In the entries that follow, find the word "binder" and report each line it is on.
+++ Task inputs
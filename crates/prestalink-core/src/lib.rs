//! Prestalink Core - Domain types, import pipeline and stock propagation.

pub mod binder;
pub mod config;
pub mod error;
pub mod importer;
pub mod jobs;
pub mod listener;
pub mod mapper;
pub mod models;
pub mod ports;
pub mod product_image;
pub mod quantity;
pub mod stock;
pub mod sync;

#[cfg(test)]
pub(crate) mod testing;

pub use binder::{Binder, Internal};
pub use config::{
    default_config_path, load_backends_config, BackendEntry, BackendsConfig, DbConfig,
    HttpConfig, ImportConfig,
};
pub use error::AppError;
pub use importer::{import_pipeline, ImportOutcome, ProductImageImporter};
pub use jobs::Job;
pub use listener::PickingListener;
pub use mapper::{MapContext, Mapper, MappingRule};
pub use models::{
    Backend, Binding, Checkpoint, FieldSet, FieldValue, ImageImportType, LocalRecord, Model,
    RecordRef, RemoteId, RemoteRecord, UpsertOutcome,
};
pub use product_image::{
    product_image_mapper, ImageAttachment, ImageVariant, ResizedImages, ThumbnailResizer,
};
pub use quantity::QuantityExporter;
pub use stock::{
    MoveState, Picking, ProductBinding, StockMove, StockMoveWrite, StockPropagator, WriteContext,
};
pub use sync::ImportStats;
++++++
> Written response:
pub mod binder;
pub use binder::{Binder, Internal};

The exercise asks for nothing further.